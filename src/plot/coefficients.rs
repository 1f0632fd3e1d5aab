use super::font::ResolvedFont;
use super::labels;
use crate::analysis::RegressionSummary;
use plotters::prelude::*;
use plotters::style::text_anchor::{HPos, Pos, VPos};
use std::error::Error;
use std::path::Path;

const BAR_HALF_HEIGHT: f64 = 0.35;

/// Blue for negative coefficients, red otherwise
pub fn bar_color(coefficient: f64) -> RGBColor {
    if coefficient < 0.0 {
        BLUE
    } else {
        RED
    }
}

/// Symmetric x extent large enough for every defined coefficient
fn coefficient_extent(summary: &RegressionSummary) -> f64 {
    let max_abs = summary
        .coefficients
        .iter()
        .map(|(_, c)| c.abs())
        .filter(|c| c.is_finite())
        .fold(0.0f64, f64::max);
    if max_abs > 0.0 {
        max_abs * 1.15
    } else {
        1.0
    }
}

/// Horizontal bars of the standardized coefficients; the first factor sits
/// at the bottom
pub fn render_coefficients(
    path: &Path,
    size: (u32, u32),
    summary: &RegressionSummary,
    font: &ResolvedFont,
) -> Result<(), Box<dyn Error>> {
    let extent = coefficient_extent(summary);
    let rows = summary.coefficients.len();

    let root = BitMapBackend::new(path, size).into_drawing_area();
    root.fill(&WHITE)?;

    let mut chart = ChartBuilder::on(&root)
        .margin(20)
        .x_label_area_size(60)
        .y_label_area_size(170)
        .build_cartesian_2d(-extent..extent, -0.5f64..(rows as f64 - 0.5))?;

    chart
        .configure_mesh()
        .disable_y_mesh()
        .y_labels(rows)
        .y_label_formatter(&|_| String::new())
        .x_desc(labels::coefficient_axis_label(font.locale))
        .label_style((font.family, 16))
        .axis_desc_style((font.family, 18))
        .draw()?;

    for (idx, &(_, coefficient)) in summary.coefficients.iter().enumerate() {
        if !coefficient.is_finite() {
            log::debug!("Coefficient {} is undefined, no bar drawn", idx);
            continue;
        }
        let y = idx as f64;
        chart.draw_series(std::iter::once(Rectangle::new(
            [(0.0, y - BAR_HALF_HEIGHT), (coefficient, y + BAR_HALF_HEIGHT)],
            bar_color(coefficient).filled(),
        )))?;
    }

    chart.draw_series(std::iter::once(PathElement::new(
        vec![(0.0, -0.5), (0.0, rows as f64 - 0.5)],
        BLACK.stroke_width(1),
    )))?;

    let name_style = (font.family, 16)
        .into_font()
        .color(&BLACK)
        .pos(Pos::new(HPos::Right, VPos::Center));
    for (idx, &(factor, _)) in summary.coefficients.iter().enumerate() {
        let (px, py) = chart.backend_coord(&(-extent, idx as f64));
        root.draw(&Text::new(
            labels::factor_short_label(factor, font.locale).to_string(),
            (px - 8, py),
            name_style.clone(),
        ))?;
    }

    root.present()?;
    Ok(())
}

§ §

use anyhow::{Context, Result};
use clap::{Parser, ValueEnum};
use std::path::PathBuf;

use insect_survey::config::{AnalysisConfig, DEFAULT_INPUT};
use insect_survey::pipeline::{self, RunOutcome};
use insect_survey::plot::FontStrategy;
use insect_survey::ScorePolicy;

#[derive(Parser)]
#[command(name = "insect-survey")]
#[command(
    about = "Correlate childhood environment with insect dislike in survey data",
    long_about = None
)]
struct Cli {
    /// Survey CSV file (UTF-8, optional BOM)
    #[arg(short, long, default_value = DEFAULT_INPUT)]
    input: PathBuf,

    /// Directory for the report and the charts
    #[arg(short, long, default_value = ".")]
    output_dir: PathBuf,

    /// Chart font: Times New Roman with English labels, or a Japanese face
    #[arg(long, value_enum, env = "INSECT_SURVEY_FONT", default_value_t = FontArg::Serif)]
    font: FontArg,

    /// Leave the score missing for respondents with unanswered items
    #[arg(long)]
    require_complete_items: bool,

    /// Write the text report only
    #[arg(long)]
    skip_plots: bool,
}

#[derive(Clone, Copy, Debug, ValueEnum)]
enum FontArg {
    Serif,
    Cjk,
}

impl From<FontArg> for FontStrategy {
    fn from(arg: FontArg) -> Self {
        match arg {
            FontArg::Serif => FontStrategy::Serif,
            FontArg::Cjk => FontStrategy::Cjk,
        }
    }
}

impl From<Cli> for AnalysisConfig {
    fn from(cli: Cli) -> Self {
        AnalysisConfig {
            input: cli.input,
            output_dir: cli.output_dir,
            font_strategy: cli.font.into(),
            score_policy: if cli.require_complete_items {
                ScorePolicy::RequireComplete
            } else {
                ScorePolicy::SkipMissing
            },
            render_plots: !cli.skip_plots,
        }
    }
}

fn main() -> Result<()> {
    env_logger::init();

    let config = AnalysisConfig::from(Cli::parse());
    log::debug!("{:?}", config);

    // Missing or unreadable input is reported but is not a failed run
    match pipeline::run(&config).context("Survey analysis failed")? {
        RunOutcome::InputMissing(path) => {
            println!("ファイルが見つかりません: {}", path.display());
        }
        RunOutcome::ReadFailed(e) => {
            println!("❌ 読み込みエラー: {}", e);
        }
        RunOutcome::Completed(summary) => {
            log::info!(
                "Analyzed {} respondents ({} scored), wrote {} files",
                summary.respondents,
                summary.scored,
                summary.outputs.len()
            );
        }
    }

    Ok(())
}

§ §

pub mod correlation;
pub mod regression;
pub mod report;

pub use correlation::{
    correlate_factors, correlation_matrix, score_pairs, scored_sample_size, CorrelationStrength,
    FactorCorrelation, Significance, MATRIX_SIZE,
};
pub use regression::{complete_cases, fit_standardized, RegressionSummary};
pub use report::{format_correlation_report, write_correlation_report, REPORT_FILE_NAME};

§ §

Using the records above, set down exactly the lines from the one with "filename src/plot/coefficients.rs" through the one with "coefficients, red otherwise", inclusive, and nothing more.

Your solution:
filename src/plot/coefficients.rs
repository 1f0632fd3e1d5aab
use super::font::ResolvedFont;
use super::labels;
use crate::analysis::RegressionSummary;
use plotters::prelude::*;
use plotters::style::text_anchor::{HPos, Pos, VPos};
use std::error::Error;
use std::path::Path;

const BAR_HALF_HEIGHT: f64 = 0.35;

/// Blue for negative coefficients, red otherwise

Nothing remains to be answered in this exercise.